İlk anlaşmayı 600 milyon Euro olarak yapan sonra da yarısını Tl üzerinden ödemeyi kabül eden, diğer yarısında da doları 5.80’den sabitleyen taraflar, geçtiğimiz sezonu da 90 milyon Euro indirimle tamamlamıştı.
***
Şimdi gelelim Türkiye’de havuz sisteminin hikayesine.
Kimse yanlış anlamasın, yüzme havuzundan bahsetmiyoruz... Türk futbolunu ihya eden ancak istismar olursa imha edecek havuzdan...
Naklen yayın gelirlerini oluşturan havuzdan... Çok tartışıldı ancak Türk futbolunun geleceği oldu.
70’li, 80’li yıllarda kulüplerimizin en büyük geliri Spor Toto’ydu...
Naklen yayınlarda tek kanal TRT’ydi ve çok cüzi ücretle, çok nadir maç yayını yapardı, hiçbir kulübün de itiraz şansı yoktu...
Bu sadece bizde değil Avrupa’da da böyleydi. İngiltere’de de BBC vardı ve 1982’de toplam ödemesi 5 milyon sterlindi...
Ne zaman ki Murdoch’un özel kanalı piyasaya çıktı, gelir bir anda 191 milyon sterlin oldu...
Almanya, İtalya, İspanya da aşağı yukarı aynı yollardan geçti...
***
Türkiye’de de 90’da ‘Magic Box Star 1’ devreye girince piyasayı canlandırdı... Büyük kulüpler 4 milyonlarla anlaşmaya başladı...
Anadolu kulüplerine ise sadaka bile denmeyecek bir ücret ödeniyordu... Ancak sahalarında büyüklerle oynadıkları maçlardan pay alabiliyorlardı...
1992’de Show TV, rekabeti alabildiğine kızıştırdı, kulüpler ciddi bir şekilde para kazanmaya başladı...
Kulüpler arasında haksız rekabeti ortadan kaldırmak için, Türkiye Futbol Federasyonu, tarihi bir adım attı ve 1990’larda havuz sistemini hayata geçirdi...
Anadolu kulüpleri birlikte hareket ederek pastayı, belli kriterlere göre daha adil paylaşmanın yolunu buldu.
***
Türk futbolunda sahalar modernleşirken, iyi bir mekan ve o derecede de imkanlar gelişmeye başladı, mali kaynaklar çoğaldı yükseliş başladı...

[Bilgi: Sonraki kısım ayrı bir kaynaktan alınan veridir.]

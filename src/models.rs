use crate::errors::{AppError, AppResult};
use serde::{Deserialize, Serialize};
use serde_json::{Map, Value};

pub const MISSING_TITLE: &str = "Error: Invalid or missing title";
pub const DUPLICATE_ID: &str = "ID already exists";
pub const INVALID_ID: &str = "Error: Invalid id";
pub const INVALID_DATA: &str = "Error: Invalid data";
pub const IDS_EXHAUSTED: &str = "Error: No ids available";

#[derive(Debug, Clone, PartialEq, Serialize, Deserialize)]
pub struct Todo {
    pub id: i64,
    pub title: String,
    pub completed: bool,
    /// Fields written by an update that are not part of the core shape.
    #[serde(flatten)]
    pub extra: Map<String, Value>,
}

impl Todo {
    pub fn new(id: i64, title: impl Into<String>, completed: bool) -> Self {
        Self {
            id,
            title: title.into(),
            completed,
            extra: Map::new(),
        }
    }

    /// Shallow merge: every key in `patch` overwrites the stored value, `id` included.
    pub fn merged(&self, patch: &Map<String, Value>) -> AppResult<Todo> {
        let Ok(Value::Object(mut object)) = serde_json::to_value(self) else {
            return Err(AppError::InvalidInput(INVALID_DATA.to_string()));
        };
        for (key, value) in patch {
            object.insert(key.clone(), value.clone());
        }
        serde_json::from_value(Value::Object(object))
            .map_err(|_| AppError::InvalidInput(INVALID_DATA.to_string()))
    }
}

/// Validated create payload.
#[derive(Debug, Clone, PartialEq)]
pub struct NewTodo {
    pub id: Option<i64>,
    pub title: String,
    pub completed: bool,
}

impl NewTodo {
    pub fn from_body(body: &Value) -> AppResult<Self> {
        let title = match body.get("title") {
            Some(Value::String(title)) if !title.is_empty() => title.clone(),
            _ => return Err(AppError::InvalidInput(MISSING_TITLE.to_string())),
        };

        let id = match body.get("id") {
            None | Some(Value::Null) => None,
            Some(value) => match value.as_i64() {
                Some(id) if id > 0 => Some(id),
                _ => return Err(AppError::InvalidInput(INVALID_ID.to_string())),
            },
        };

        Ok(Self {
            id,
            title,
            completed: matches!(body.get("completed"), Some(Value::Bool(true))),
        })
    }

    pub fn into_todo(self, todos: &[Todo]) -> AppResult<Todo> {
        let id = match self.id {
            Some(id) if find_index(todos, id).is_some() => {
                return Err(AppError::InvalidInput(DUPLICATE_ID.to_string()));
            }
            Some(id) => id,
            None => next_id(todos)
                .ok_or_else(|| AppError::Storage(IDS_EXHAUSTED.to_string()))?,
        };
        Ok(Todo::new(id, self.title, self.completed))
    }
}

/// Accepts an update body only if it carries a truthy `title` or a boolean `completed`.
pub fn update_patch(body: &Value) -> AppResult<&Map<String, Value>> {
    let Value::Object(patch) = body else {
        return Err(AppError::InvalidInput(INVALID_DATA.to_string()));
    };
    let has_title = patch.get("title").is_some_and(is_truthy);
    let has_completed = matches!(patch.get("completed"), Some(Value::Bool(_)));
    if !has_title && !has_completed {
        return Err(AppError::InvalidInput(INVALID_DATA.to_string()));
    }
    Ok(patch)
}

pub fn is_truthy(value: &Value) -> bool {
    match value {
        Value::Null => false,
        Value::Bool(flag) => *flag,
        Value::Number(number) => number.as_f64().is_some_and(|n| n != 0.0),
        Value::String(text) => !text.is_empty(),
        Value::Array(_) | Value::Object(_) => true,
    }
}

/// `None` once the largest stored id is `i64::MAX`.
pub fn next_id(todos: &[Todo]) -> Option<i64> {
    match todos.iter().map(|todo| todo.id).max() {
        Some(max) => max.checked_add(1),
        None => Some(1),
    }
}

pub fn find_index(todos: &[Todo], id: i64) -> Option<usize> {
    todos.iter().position(|todo| todo.id == id)
}

/// `Some("true")` keeps completed items, any other value keeps open ones.
pub fn filter_completed(todos: Vec<Todo>, completed: Option<&str>) -> Vec<Todo> {
    match completed {
        None => todos,
        Some(raw) => {
            let wanted = raw == "true";
            todos.into_iter().filter(|todo| todo.completed == wanted).collect()
        }
    }
}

Çok ciddi adımlar atıldı. İlk ihale ile 50 milyonları gördük.
2000’lerde de yüz milyonlar, en son ihaleden ise 600 milyon dolarları...
Her yeni ihalede katlanan rakamlarla üretilen müthiş kaynaklar...
Tabii bir taraftan da ‘İddaa oyunu’, sponsorluk, ürün pazarlama, stat isim hakkı, kombineler ve daha pek çok kalemde gelirler çoğaldı.
Bugün, dünyada en çok yayın geliri olan ülke edindiğimiz bilgilere göre İngiltere Premier Lig, yaklaşık 3 milyar 200 milyon Euro ile açık ara lider.
İspanya 1.609, İtalya 1.294, Almanya 1.248, Fransa 791, ve ardından Türkiye 376 milyonla Euro ile 6. sırada. Portekiz, Rusya ve Hollanda daha sonra sıralanıyor.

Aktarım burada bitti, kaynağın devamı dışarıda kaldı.